───── MATERIAL FOR THIS EXERCISE

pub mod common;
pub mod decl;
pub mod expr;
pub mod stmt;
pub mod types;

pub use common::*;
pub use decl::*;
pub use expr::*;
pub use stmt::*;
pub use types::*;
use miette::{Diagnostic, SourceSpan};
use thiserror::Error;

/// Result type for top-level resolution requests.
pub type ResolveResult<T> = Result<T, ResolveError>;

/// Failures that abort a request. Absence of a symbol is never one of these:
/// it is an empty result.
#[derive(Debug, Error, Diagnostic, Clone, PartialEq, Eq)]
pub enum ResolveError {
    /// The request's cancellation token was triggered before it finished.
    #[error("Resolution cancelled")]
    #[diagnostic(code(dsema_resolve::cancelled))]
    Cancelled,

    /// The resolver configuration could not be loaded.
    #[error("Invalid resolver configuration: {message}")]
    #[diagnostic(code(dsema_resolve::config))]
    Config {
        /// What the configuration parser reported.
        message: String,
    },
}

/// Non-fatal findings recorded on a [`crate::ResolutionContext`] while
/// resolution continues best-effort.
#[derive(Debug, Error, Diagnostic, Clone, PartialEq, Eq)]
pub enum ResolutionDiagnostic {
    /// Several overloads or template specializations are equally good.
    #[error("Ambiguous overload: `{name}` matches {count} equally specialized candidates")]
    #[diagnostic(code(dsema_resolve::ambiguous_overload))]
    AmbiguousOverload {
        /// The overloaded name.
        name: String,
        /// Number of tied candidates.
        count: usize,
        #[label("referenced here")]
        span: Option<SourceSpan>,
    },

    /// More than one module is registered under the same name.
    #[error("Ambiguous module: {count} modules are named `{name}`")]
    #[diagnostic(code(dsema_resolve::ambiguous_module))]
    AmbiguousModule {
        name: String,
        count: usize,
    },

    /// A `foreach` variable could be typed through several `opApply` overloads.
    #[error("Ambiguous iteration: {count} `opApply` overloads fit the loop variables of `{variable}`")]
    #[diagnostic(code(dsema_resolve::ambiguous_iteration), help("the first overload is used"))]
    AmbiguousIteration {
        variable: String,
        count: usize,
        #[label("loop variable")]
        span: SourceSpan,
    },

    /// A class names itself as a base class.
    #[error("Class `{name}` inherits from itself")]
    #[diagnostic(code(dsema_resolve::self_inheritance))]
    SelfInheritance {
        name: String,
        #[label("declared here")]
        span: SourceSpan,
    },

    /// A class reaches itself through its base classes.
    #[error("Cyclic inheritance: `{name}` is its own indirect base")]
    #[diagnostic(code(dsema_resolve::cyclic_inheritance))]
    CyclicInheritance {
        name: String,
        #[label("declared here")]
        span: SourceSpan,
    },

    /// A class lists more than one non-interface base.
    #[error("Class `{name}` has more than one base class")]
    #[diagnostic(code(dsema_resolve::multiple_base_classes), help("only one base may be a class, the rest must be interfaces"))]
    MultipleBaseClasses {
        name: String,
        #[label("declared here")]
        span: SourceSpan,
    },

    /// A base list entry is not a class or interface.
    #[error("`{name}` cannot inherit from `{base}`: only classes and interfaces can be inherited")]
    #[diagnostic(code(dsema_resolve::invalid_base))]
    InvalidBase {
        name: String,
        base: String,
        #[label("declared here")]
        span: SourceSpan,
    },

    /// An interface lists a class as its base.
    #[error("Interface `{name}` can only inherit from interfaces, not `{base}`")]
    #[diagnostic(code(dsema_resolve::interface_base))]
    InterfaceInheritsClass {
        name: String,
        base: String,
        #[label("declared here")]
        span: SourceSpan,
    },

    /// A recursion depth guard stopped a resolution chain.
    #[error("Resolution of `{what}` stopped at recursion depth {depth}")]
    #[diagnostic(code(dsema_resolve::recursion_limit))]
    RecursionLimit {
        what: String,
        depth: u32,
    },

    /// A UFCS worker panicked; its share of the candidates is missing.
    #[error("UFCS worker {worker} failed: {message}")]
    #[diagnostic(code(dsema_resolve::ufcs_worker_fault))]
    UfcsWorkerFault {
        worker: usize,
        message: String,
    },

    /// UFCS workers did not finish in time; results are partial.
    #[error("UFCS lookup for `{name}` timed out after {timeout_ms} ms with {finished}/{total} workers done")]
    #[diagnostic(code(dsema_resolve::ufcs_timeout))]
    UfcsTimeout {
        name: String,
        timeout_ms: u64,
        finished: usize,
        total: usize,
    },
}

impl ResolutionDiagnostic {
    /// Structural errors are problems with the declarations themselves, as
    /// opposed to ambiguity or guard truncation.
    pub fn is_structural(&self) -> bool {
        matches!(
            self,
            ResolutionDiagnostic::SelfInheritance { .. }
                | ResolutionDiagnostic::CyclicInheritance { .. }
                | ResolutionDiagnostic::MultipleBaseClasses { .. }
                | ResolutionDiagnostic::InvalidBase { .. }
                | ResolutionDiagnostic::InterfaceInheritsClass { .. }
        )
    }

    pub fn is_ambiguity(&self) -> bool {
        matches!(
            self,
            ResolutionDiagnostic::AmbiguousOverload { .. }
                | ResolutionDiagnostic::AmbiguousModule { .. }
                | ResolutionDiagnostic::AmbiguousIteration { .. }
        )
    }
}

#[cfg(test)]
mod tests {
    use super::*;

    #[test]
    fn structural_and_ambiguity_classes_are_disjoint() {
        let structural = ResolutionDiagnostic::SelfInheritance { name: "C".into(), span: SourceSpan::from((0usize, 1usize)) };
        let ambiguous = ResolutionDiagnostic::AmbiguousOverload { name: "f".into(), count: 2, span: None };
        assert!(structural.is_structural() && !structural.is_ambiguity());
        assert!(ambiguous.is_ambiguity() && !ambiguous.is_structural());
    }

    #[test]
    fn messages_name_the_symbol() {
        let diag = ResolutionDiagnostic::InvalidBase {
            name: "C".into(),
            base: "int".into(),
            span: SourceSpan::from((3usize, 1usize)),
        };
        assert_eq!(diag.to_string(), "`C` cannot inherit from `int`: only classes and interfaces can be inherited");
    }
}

──────────

● DIRECTIONS
Take the entries above and return all of them exactly.

● RESPONSE BOX
pub mod common;
pub mod decl;
pub mod expr;
pub mod stmt;
pub mod types;

pub use common::*;
pub use decl::*;
pub use expr::*;
pub use stmt::*;
pub use types::*;
use miette::{Diagnostic, SourceSpan};
use thiserror::Error;

/// Result type for top-level resolution requests.
pub type ResolveResult<T> = Result<T, ResolveError>;

/// Failures that abort a request. Absence of a symbol is never one of these:
/// it is an empty result.
#[derive(Debug, Error, Diagnostic, Clone, PartialEq, Eq)]
pub enum ResolveError {
    /// The request's cancellation token was triggered before it finished.
    #[error("Resolution cancelled")]
    #[diagnostic(code(dsema_resolve::cancelled))]
    Cancelled,

    /// The resolver configuration could not be loaded.
    #[error("Invalid resolver configuration: {message}")]
    #[diagnostic(code(dsema_resolve::config))]
    Config {
        /// What the configuration parser reported.
        message: String,
    },
}

/// Non-fatal findings recorded on a [`crate::ResolutionContext`] while
/// resolution continues best-effort.
#[derive(Debug, Error, Diagnostic, Clone, PartialEq, Eq)]
pub enum ResolutionDiagnostic {
    /// Several overloads or template specializations are equally good.
    #[error("Ambiguous overload: `{name}` matches {count} equally specialized candidates")]
    #[diagnostic(code(dsema_resolve::ambiguous_overload))]
    AmbiguousOverload {
        /// The overloaded name.
        name: String,
        /// Number of tied candidates.
        count: usize,
        #[label("referenced here")]
        span: Option<SourceSpan>,
    },

    /// More than one module is registered under the same name.
    #[error("Ambiguous module: {count} modules are named `{name}`")]
    #[diagnostic(code(dsema_resolve::ambiguous_module))]
    AmbiguousModule {
        name: String,
        count: usize,
    },

    /// A `foreach` variable could be typed through several `opApply` overloads.
    #[error("Ambiguous iteration: {count} `opApply` overloads fit the loop variables of `{variable}`")]
    #[diagnostic(code(dsema_resolve::ambiguous_iteration), help("the first overload is used"))]
    AmbiguousIteration {
        variable: String,
        count: usize,
        #[label("loop variable")]
        span: SourceSpan,
    },

    /// A class names itself as a base class.
    #[error("Class `{name}` inherits from itself")]
    #[diagnostic(code(dsema_resolve::self_inheritance))]
    SelfInheritance {
        name: String,
        #[label("declared here")]
        span: SourceSpan,
    },

    /// A class reaches itself through its base classes.
    #[error("Cyclic inheritance: `{name}` is its own indirect base")]
    #[diagnostic(code(dsema_resolve::cyclic_inheritance))]
    CyclicInheritance {
        name: String,
        #[label("declared here")]
        span: SourceSpan,
    },

    /// A class lists more than one non-interface base.
    #[error("Class `{name}` has more than one base class")]
    #[diagnostic(code(dsema_resolve::multiple_base_classes), help("only one base may be a class, the rest must be interfaces"))]
    MultipleBaseClasses {
        name: String,
        #[label("declared here")]
        span: SourceSpan,
    },

    /// A base list entry is not a class or interface.
    #[error("`{name}` cannot inherit from `{base}`: only classes and interfaces can be inherited")]
    #[diagnostic(code(dsema_resolve::invalid_base))]
    InvalidBase {
        name: String,
        base: String,
        #[label("declared here")]
        span: SourceSpan,
    },

    /// An interface lists a class as its base.
    #[error("Interface `{name}` can only inherit from interfaces, not `{base}`")]
    #[diagnostic(code(dsema_resolve::interface_base))]
    InterfaceInheritsClass {
        name: String,
        base: String,
        #[label("declared here")]
        span: SourceSpan,
    },

    /// A recursion depth guard stopped a resolution chain.
    #[error("Resolution of `{what}` stopped at recursion depth {depth}")]
    #[diagnostic(code(dsema_resolve::recursion_limit))]
    RecursionLimit {
        what: String,
        depth: u32,
    },

    /// A UFCS worker panicked; its share of the candidates is missing.
    #[error("UFCS worker {worker} failed: {message}")]
    #[diagnostic(code(dsema_resolve::ufcs_worker_fault))]
    UfcsWorkerFault {
        worker: usize,
        message: String,
    },

    /// UFCS workers did not finish in time; results are partial.
    #[error("UFCS lookup for `{name}` timed out after {timeout_ms} ms with {finished}/{total} workers done")]
    #[diagnostic(code(dsema_resolve::ufcs_timeout))]
    UfcsTimeout {
        name: String,
        timeout_ms: u64,
        finished: usize,
        total: usize,
    },
}

impl ResolutionDiagnostic {
    /// Structural errors are problems with the declarations themselves, as
    /// opposed to ambiguity or guard truncation.
    pub fn is_structural(&self) -> bool {
        matches!(
            self,
            ResolutionDiagnostic::SelfInheritance { .. }
                | ResolutionDiagnostic::CyclicInheritance { .. }
                | ResolutionDiagnostic::MultipleBaseClasses { .. }
                | ResolutionDiagnostic::InvalidBase { .. }
                | ResolutionDiagnostic::InterfaceInheritsClass { .. }
        )
    }

    pub fn is_ambiguity(&self) -> bool {
        matches!(
            self,
            ResolutionDiagnostic::AmbiguousOverload { .. }
                | ResolutionDiagnostic::AmbiguousModule { .. }
                | ResolutionDiagnostic::AmbiguousIteration { .. }
        )
    }
}

#[cfg(test)]
mod tests {
    use super::*;

    #[test]
    fn structural_and_ambiguity_classes_are_disjoint() {
        let structural = ResolutionDiagnostic::SelfInheritance { name: "C".into(), span: SourceSpan::from((0usize, 1usize)) };
        let ambiguous = ResolutionDiagnostic::AmbiguousOverload { name: "f".into(), count: 2, span: None };
        assert!(structural.is_structural() && !structural.is_ambiguity());
        assert!(ambiguous.is_ambiguity() && !ambiguous.is_structural());
    }

    #[test]
    fn messages_name_the_symbol() {
        let diag = ResolutionDiagnostic::InvalidBase {
            name: "C".into(),
            base: "int".into(),
            span: SourceSpan::from((3usize, 1usize)),
        };
        assert_eq!(diag.to_string(), "`C` cannot inherit from `int`: only classes and interfaces can be inherited");
    }
}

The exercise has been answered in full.